Former Utah legislator Steve Waldrip, the governor’s senior adviser for housing strategy and innovation, seconded his boss’s nightmarish assessment, telling homebuilders that as he meets with cities and counties about the problem, he plays the role of the “proverbial Jewish grandmother” and shames them for not doing more.

‘A moral issue’

In a recent presentation to some county commissioners, whom he did not name, Waldrip said his message to them was that the lack of affordable housing in Utah was not an economic development or policy issue. “This is a moral issue. This goes to the heart of the morality of who we are and what we care about,” he told them.

The simple fact, Cox and Waldrip attested, is that homeownership is increasingly out of reach for many Utahns. As Robert Spendlove, R-Sandy, informed lawmakers last legislative session, the median price of a home in Utah is $501,652 compared to the national average of $342,941.

While no single bullet will slay or solve the problem, Cox said increasing the supply of homes will do more than anything to bring home prices down. According to a 2023 legislative audit, Utah needs to build 28,000 homes per year to keep pace with growth. Utah’s current housing shortage is estimated to exceed 37,000 units.

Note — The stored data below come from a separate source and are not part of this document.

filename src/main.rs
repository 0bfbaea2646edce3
use std::path::PathBuf;
use std::sync::Arc;

use clap::Parser;
use tokio::sync::broadcast;

use recoin_core::events::ChatEvent;
use recoin_engine::ThreadEngine;
use recoin_store::Database;

/// Chat server for item listings: one thread per user pair per item.
#[derive(Parser)]
#[command(name = "recoin", version, about)]
struct Cli {
    /// Port to listen on
    #[arg(long)]
    port: Option<u16>,

    /// Path to the SQLite database file
    #[arg(long)]
    db_path: Option<PathBuf>,
}

#[tokio::main]
async fn main() {
    let cli = Cli::parse();

    // Initialize logging
    tracing_subscriber::fmt()
        .with_env_filter(
            tracing_subscriber::EnvFilter::try_from_default_env()
                .unwrap_or_else(|_| tracing_subscriber::EnvFilter::new("info")),
        )
        .init();

    tracing::info!("Starting recoin chat server");

    let db_path = cli
        .db_path
        .unwrap_or_else(|| dirs_home().join(".recoin").join("database").join("chat.db"));

    let db = Database::open(&db_path).expect("Failed to open database");

    // Event broadcast channel
    let (event_tx, _) = broadcast::channel::<ChatEvent>(1024);

    let engine = Arc::new(ThreadEngine::new(db.clone(), event_tx.clone()));

    // Start server
    let mut config = recoin_server::ServerConfig::default();
    if let Some(port) = cli.port {
        config.port = port;
    }
    let port = config.port;
    let _handle = recoin_server::start(config, db, engine, event_tx)
        .await
        .expect("Failed to start server");

    tracing::info!(port = port, "Recoin server ready");

    // Wait for shutdown signal
    tokio::signal::ctrl_c()
        .await
        .expect("Failed to listen for ctrl+c");

    tracing::info!("Shutting down");
}

fn dirs_home() -> PathBuf {
    std::env::var("HOME")
        .map(PathBuf::from)
        .unwrap_or_else(|_| PathBuf::from("/tmp"))
}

Cox particularly lamented the lack of starter homes, noting builders across the country quit building them after the Great Recession of 2008 and now focus on constructing large apartment complexes and large homes, the latter for the people who can afford them. That’s why the governor set a goal in December to build 35,000 starter homes over the next five years.

As big a problem as the housing supply poses, the governor was ebullient about the Utah Legislature’s recent passage of HB 572, which enables the state to use its budget surplus to reduce the cost of loans that builders need to build starter homes.

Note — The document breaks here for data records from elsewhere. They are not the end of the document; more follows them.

//! Client wire format.
//!
//! Translates between internal rows/events and the camelCase JSON shapes
//! the web and mobile clients expect.

use serde::Serialize;

use recoin_core::events::ChatEvent;
use recoin_core::identity::AuthenticatedUser;
use recoin_engine::SendOutcome;
use recoin_store::conversations::ConversationRow;
use recoin_store::messages::MessageRow;

// ── Param normalization ──────────────────────────────────────────────────

/// Mapping of client camelCase param keys to Rust snake_case equivalents.
const CAMEL_TO_SNAKE: &[(&str, &str)] = &[
    ("conversationId", "conversation_id"),
    ("receiverId", "receiver_id"),
    ("userId", "user_id"),
    ("itemId", "item_id"),
    ("itemType", "item_type"),
    ("includeResolved", "include_resolved"),
];

/// Normalize client camelCase params to snake_case for Rust handlers.
/// If the snake_case key already exists, the existing value takes precedence.
pub fn normalize_params(params: &serde_json::Value) -> serde_json::Value {
    let Some(obj) = params.as_object() else {
        return params.clone();
    };
    let mut result = obj.clone();
    for &(camel, snake) in CAMEL_TO_SNAKE {
        if !result.contains_key(snake) {
            if let Some(val) = result.remove(camel) {
                result.insert(snake.to_string(), val);
            }
        } else {
            // snake_case already present, drop the camelCase duplicate
            result.remove(camel);
        }
    }
    serde_json::Value::Object(result)
}

// ── Event wire format ────────────────────────────────────────────────────

/// Wire format for chat events pushed over WebSocket.
/// Envelope structure: `{ type, conversationId, timestamp, data }`.
#[derive(Debug, Serialize)]
pub struct WireEvent {
    #[serde(rename = "type")]
    pub event_type: String,
    #[serde(rename = "conversationId")]
    pub conversation_id: String,
    pub timestamp: String,
    pub data: serde_json::Value,
}

pub fn now_iso8601() -> String {
    chrono::Utc::now().to_rfc3339_opts(chrono::SecondsFormat::Millis, true)
}

/// Convert an internal ChatEvent to the client wire format. Event types
/// carry a `chat.` prefix on the wire.
pub fn chat_event_to_wire(event: &ChatEvent) -> WireEvent {
    let event_type = format!("chat.{}", event.event_type());
    let conversation_id = event.conversation_id().to_string();
    let timestamp = now_iso8601();

    let data = match event {
        ChatEvent::ConversationCreated {
            initiator_id,
            peer_id,
            item_id,
            item_kind,
            ..
        } => serde_json::json!({
            "initiatorId": initiator_id.to_string(),
            "peerId": peer_id.to_string(),
            "itemId": item_id.to_string(),
            "itemType": item_kind.to_string(),
        }),
        ChatEvent::MessageSent {
            message_id,
            sender_id,
            receiver_id,
            ..
        } => serde_json::json!({
            "messageId": message_id.to_string(),
            "senderId": sender_id.to_string(),
            "receiverId": receiver_id.to_string(),
        }),
        ChatEvent::ConversationResolved { .. } => serde_json::json!({}),
        ChatEvent::MessagesRead {
            reader_id, count, ..
        } => serde_json::json!({
            "readerId": reader_id.to_string(),
            "count": count,
        }),
    };

    WireEvent {
        event_type,
        conversation_id,
        timestamp,
        data,
    }
}

// ── Response transforms ──────────────────────────────────────────────────

/// Convert a MessageRow to client camelCase format.
pub fn message_to_wire(message: &MessageRow) -> serde_json::Value {
    serde_json::json!({
        "id": message.id.to_string(),
        "conversationId": message.conversation_id.to_string(),
        "senderId": message.sender_id.to_string(),
        "receiverId": message.receiver_id.to_string(),
        "content": message.content,
        "read": message.read,
        "timestamp": message.timestamp,
    })
}

/// Convert a ConversationRow to client camelCase format.
pub fn conversation_to_wire(conversation: &ConversationRow) -> serde_json::Value {
    serde_json::json!({
        "id": conversation.id.to_string(),
        "participants": [
            conversation.initiator_id.to_string(),
            conversation.peer_id.to_string(),
        ],
        "itemId": conversation.item_id.to_string(),
        "itemType": conversation.item_kind.to_string(),
        "isActive": conversation.is_open(),
        "lastMessage": conversation
            .last_message
            .as_ref()
            .map(message_to_wire)
            .unwrap_or(serde_json::Value::Null),
        "createdAt": conversation.created_at,
        "updatedAt": conversation.updated_at,
    })
}

/// Convert the bound user to client camelCase format.
pub fn user_to_wire(user: &AuthenticatedUser) -> serde_json::Value {
    serde_json::json!({
        "userId": user.id.to_string(),
        "name": user.name,
        "email": user.email,
    })
}

/// chat.send response.
pub fn send_response(outcome: &SendOutcome) -> serde_json::Value {
    serde_json::json!({
        "conversation": conversation_to_wire(&outcome.conversation),
        "message": message_to_wire(&outcome.message),
        "created": outcome.created,
    })
}

/// chat.conversations response.
pub fn conversation_list_response(
    conversations: &[ConversationRow],
    limit: u32,
) -> serde_json::Value {
    let items: Vec<serde_json::Value> = conversations.iter().map(conversation_to_wire).collect();
    let count = items.len();
    serde_json::json!({
        "conversations": items,
        "totalCount": count,
        "hasMore": count as u32 >= limit,
    })
}

/// chat.messages response.
pub fn message_list_response(messages: &[MessageRow], limit: u32) -> serde_json::Value {
    let items: Vec<serde_json::Value> = messages.iter().map(message_to_wire).collect();
    let count = items.len();
    serde_json::json!({
        "messages": items,
        "totalCount": count,
        "hasMore": count as u32 >= limit,
    })
}
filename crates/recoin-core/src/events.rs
use serde::{Deserialize, Serialize};

use crate::ids::{ConversationId, ItemId, MessageId, UserId};
use crate::identity::ItemKind;

/// Events emitted by the thread engine over its broadcast channel.
///
/// Consumers (the WebSocket bridge, notification surfaces) subscribe and
/// render these however they like; the engine never waits on delivery.
#[derive(Clone, Debug, Serialize, Deserialize)]
#[serde(tag = "type")]
pub enum ChatEvent {
    #[serde(rename = "conversation_created")]
    ConversationCreated {
        conversation_id: ConversationId,
        initiator_id: UserId,
        peer_id: UserId,
        item_id: ItemId,
        item_kind: ItemKind,
    },

    #[serde(rename = "message_sent")]
    MessageSent {
        conversation_id: ConversationId,
        message_id: MessageId,
        sender_id: UserId,
        receiver_id: UserId,
    },

    #[serde(rename = "conversation_resolved")]
    ConversationResolved { conversation_id: ConversationId },

    #[serde(rename = "messages_read")]
    MessagesRead {
        conversation_id: ConversationId,
        reader_id: UserId,
        count: u64,
    },
}

impl ChatEvent {
    pub fn conversation_id(&self) -> &ConversationId {
        match self {
            Self::ConversationCreated { conversation_id, .. }
            | Self::MessageSent { conversation_id, .. }
            | Self::ConversationResolved { conversation_id }
            | Self::MessagesRead { conversation_id, .. } => conversation_id,
        }
    }

    /// The wire tag, matching the serde rename.
    pub fn event_type(&self) -> &'static str {
        match self {
            Self::ConversationCreated { .. } => "conversation_created",
            Self::MessageSent { .. } => "message_sent",
            Self::ConversationResolved { .. } => "conversation_resolved",
            Self::MessagesRead { .. } => "messages_read",
        }
    }
}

Essentially, the legislation created a $300 million fund to supply builders with lower-interest loans through their bank or credit unions. In exchange, builders must agree that 60% of the homes they build with the funds must be starter homes.

They also must inform prospective buyers about down payment assistance available through the First-Time Homebuyer Program. In addition, the legislation allows cities to place a deed restriction on the homes that require them to be owner-occupied for five years so large outside investment companies can’t buy them and turn them into rentals. It is estimated the legislation could result in the construction of 10,000 homes over the next several years.

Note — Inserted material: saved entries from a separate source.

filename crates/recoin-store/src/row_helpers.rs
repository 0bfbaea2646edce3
use crate::error::StoreError;

/// Get a required column value from a row, returning CorruptRow on failure.
pub fn get<T: rusqlite::types::FromSql>(
    row: &rusqlite::Row<'_>,
    idx: usize,
    table: &'static str,
    column: &'static str,
) -> Result<T, StoreError> {
    row.get(idx).map_err(|e| StoreError::CorruptRow {
        table,
        column,
        detail: e.to_string(),
    })
}

/// Get an optional column value.
pub fn get_opt<T: rusqlite::types::FromSql>(
    row: &rusqlite::Row<'_>,
    idx: usize,
    table: &'static str,
    column: &'static str,
) -> Result<Option<T>, StoreError> {
    row.get(idx).map_err(|e| StoreError::CorruptRow {
        table,
        column,
        detail: e.to_string(),
    })
}

/// Parse a string into an enum, returning CorruptRow on failure.
pub fn parse_enum<T: std::str::FromStr>(
    raw: &str,
    table: &'static str,
    column: &'static str,
) -> Result<T, StoreError> {
    raw.parse().map_err(|_| StoreError::CorruptRow {
        table,
        column,
        detail: format!("unknown variant: {raw}"),
    })
}
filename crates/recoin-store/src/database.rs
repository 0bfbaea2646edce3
use std::path::{Path, PathBuf};
use std::sync::Arc;

use parking_lot::Mutex;
use rusqlite::Connection;
use tracing::info;

use crate::error::StoreError;
use crate::schema;

/// Thread-safe SQLite connection wrapper.
///
/// Uses parking_lot::Mutex for synchronous access (rusqlite connections
/// are not Sync). Constructed once at startup and cloned into every
/// repository; there is no global handle.
pub struct Database {
    conn: Arc<Mutex<Connection>>,
    path: PathBuf,
}

impl Database {
    /// Open or create a database at the given path.
    pub fn open(path: &Path) -> Result<Self, StoreError> {
        if let Some(parent) = path.parent() {
            std::fs::create_dir_all(parent)
                .map_err(|e| StoreError::Io(format!("create dir: {e}")))?;
        }

        let conn = Connection::open(path)
            .map_err(|e| StoreError::Database(e.to_string()))?;

        Self::init_connection(&conn)?;

        let version: Option<u32> = conn
            .query_row("SELECT version FROM schema_version LIMIT 1", [], |row| {
                row.get(0)
            })
            .ok();

        if version.is_none() {
            conn.execute(
                "INSERT INTO schema_version (version) VALUES (?1)",
                [schema::SCHEMA_VERSION],
            )
            .map_err(|e| StoreError::Database(format!("schema version: {e}")))?;
        }

        info!(path = %path.display(), "database opened");

        Ok(Self {
            conn: Arc::new(Mutex::new(conn)),
            path: path.to_owned(),
        })
    }

    /// Open an in-memory database (for testing).
    pub fn in_memory() -> Result<Self, StoreError> {
        let conn = Connection::open_in_memory()
            .map_err(|e| StoreError::Database(e.to_string()))?;

        Self::init_connection(&conn)?;

        conn.execute(
            "INSERT INTO schema_version (version) VALUES (?1)",
            [schema::SCHEMA_VERSION],
        )
        .map_err(|e| StoreError::Database(format!("schema version: {e}")))?;

        Ok(Self {
            conn: Arc::new(Mutex::new(conn)),
            path: PathBuf::from(":memory:"),
        })
    }

    fn init_connection(conn: &Connection) -> Result<(), StoreError> {
        conn.execute_batch(schema::PRAGMAS)
            .map_err(|e| StoreError::Database(format!("pragmas: {e}")))?;
        conn.execute_batch(schema::CREATE_TABLES)
            .map_err(|e| StoreError::Database(format!("schema: {e}")))
    }

    /// Execute a closure with the database connection.
    pub fn with_conn<F, T>(&self, f: F) -> Result<T, StoreError>
    where
        F: FnOnce(&Connection) -> Result<T, StoreError>,
    {
        let conn = self.conn.lock();
        f(&conn)
    }

    pub fn path(&self) -> &Path {
        &self.path
    }
}

impl Clone for Database {
    fn clone(&self) -> Self {
        Self {
            conn: self.conn.clone(),
            path: self.path.clone(),
        }
    }
}

#[cfg(test)]
mod tests {
    use super::*;

    #[test]
    fn open_in_memory() {
        let db = Database::in_memory().unwrap();
        assert_eq!(db.path(), Path::new(":memory:"));
    }

    #[test]
    fn schema_version_set() {
        let db = Database::in_memory().unwrap();
        let version: u32 = db
            .with_conn(|conn| {
                conn.query_row("SELECT version FROM schema_version", [], |row| row.get(0))
                    .map_err(|e| StoreError::Database(e.to_string()))
            })
            .unwrap();
        assert_eq!(version, schema::SCHEMA_VERSION);
    }

    #[test]
    fn tables_created() {
        let db = Database::in_memory().unwrap();
        db.with_conn(|conn| {
            let tables: Vec<String> = conn
                .prepare("SELECT name FROM sqlite_master WHERE type='table' ORDER BY name")
                .map_err(|e| StoreError::Database(e.to_string()))?
                .query_map([], |row| row.get(0))
                .map_err(|e| StoreError::Database(e.to_string()))?
                .collect::<Result<_, _>>()
                .map_err(|e| StoreError::Database(e.to_string()))?;

            assert!(tables.contains(&"conversations".to_string()));
            assert!(tables.contains(&"messages".to_string()));
            assert!(tables.contains(&"schema_version".to_string()));
            Ok(())
        })
        .unwrap();
    }

    #[test]
    fn open_file_database() {
        let dir = std::env::temp_dir().join(format!("recoin-store-test-{}", uuid::Uuid::now_v7()));
        let path = dir.join("chat.db");
        let db = Database::open(&path).unwrap();
        assert!(path.exists());

        // Reopening must not re-run destructive DDL
        let db2 = Database::open(&path).unwrap();
        drop(db);
        drop(db2);

        let _ = std::fs::remove_dir_all(&dir);
    }

    #[test]
    fn open_conversation_index_is_partial() {
        let db = Database::in_memory().unwrap();
        db.with_conn(|conn| {
            let sql: String = conn
                .query_row(
                    "SELECT sql FROM sqlite_master WHERE name = 'idx_conversations_open_thread'",
                    [],
                    |row| row.get(0),
                )
                .map_err(|e| StoreError::Database(e.to_string()))?;
            assert!(sql.contains("WHERE status = 'open'"));
            Ok(())
        })
        .unwrap();
    }
}
fn engine_error(id: Option<serde_json::Value>, err: EngineError) -> RpcResponse {
    RpcResponse::domain_error(id, err.code(), err.to_string())
}

// ── Auth handlers ──

fn auth_login(
    state: &Arc<HandlerState>,
    params: &serde_json::Value,
    id: Option<serde_json::Value>,
) -> RpcResponse {
    let user_id = match rpc::require_str(params, "user_id") {
        Ok(s) => UserId::from_raw(s),
        Err(e) => return RpcResponse::invalid_params(id, e),
    };
    let name = match rpc::require_str(params, "name") {
        Ok(n) => n,
        Err(e) => return RpcResponse::invalid_params(id, e),
    };
    let email = rpc::optional_str(params, "email").unwrap_or_default();

    let user = AuthenticatedUser::new(user_id, name, email);
    tracing::info!(user_id = %user.id, "User bound");
    state.bind_user(user.clone());
    RpcResponse::success(id, wire::user_to_wire(&user))
}

fn auth_logout(state: &Arc<HandlerState>, id: Option<serde_json::Value>) -> RpcResponse {
    state.clear_user();
    RpcResponse::success(id, serde_json::json!({"loggedOut": true}))
}

fn auth_current(state: &Arc<HandlerState>, id: Option<serde_json::Value>) -> RpcResponse {
    match state.current_user() {
        Some(user) => {
            RpcResponse::success(id, serde_json::json!({"user": wire::user_to_wire(&user)}))
        }
        None => RpcResponse::success(id, serde_json::json!({"user": null})),
    }
}

// ── Chat handlers ──

fn chat_send(
    state: &Arc<HandlerState>,
    params: &serde_json::Value,
    id: Option<serde_json::Value>,
) -> RpcResponse {
    let Some(user) = state.current_user() else {
        return auth_required(id);
    };

    let receiver_id = match rpc::require_str(params, "receiver_id") {
        Ok(s) => UserId::from_raw(s),
        Err(e) => return RpcResponse::invalid_params(id, e),
    };
    let item_id = match rpc::require_str(params, "item_id") {
        Ok(s) => ItemId::from_raw(s),
        Err(e) => return RpcResponse::invalid_params(id, e),
    };
    let item_kind = match rpc::require_str(params, "item_type") {
        Ok(s) => match s.parse::<ItemKind>() {
            Ok(kind) => kind,
            Err(e) => return RpcResponse::invalid_params(id, e),
        },
        Err(e) => return RpcResponse::invalid_params(id, e),
    };
    let content = match rpc::require_str(params, "content") {
        Ok(c) => c,
        Err(e) => return RpcResponse::invalid_params(id, e),
    };

    let item = ItemRef::new(item_id, item_kind);
    match state.engine.send_message(&user.id, &receiver_id, &item, content) {
        Ok(outcome) => RpcResponse::success(id, wire::send_response(&outcome)),
        Err(e) => engine_error(id, e),
    }
}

That said, Waldrip said the program requires buy-in from builders, cities and counties to work. That’s tough, he acknowledged, to ask developers to build a starter home and make $25,000 instead of sticking with the status quo by building a more palatial abode and pocketing $200,000.

Aside from securing cheaper loans, Waldrip said builders can make up most of that difference by — with cities’ permission — building more starter homes and in higher densities. They can make up even more of the shortfall by making the remaining 40% of the homes they build much larger.

State could step in without changes

Cox and Waldrip also decried the NIMBY (not in my backyard) narrative prevalent in many cities throughout Utah and called on elected municipal officials to approve home builders’ applications quicker and to relax overly restrictive zoning and other requirements that exacerbate construction costs and housing prices

“How many cities are requiring garages because we can’t stand the sight of cars,” Waldrip said. If “[parked cars] are twenty feet away, they are totally fine. But once [cars] hit that driveway, that is like looking at Satan incarnate.”

Neither Cox nor Waldrip singled out any particular city at the event. If they had, they wouldn’t need to look far. In nearby Ivins, city officials conducted a survey in December 2022 that found more than 70% of residents were opposed to higher-density housing.

Cox called on Utahns and their elected leaders to overcome NIMBY attitudes and get serious about rising to the challenge of solving the state’s housing crisis. While the governor stressed the carrot aspects of the new legislation, he raised the specter of employing the stick if cities and residents don’t do their part voluntarily.

If Utahns and their elected leaders do not step up to the challenge, he warned, the state would have no choice but to step in to “change zoning laws” and “take a more active approach” to avert an even worse crisis.

“I hope we never have to go there,” Cox said. “But we are very serious about this.”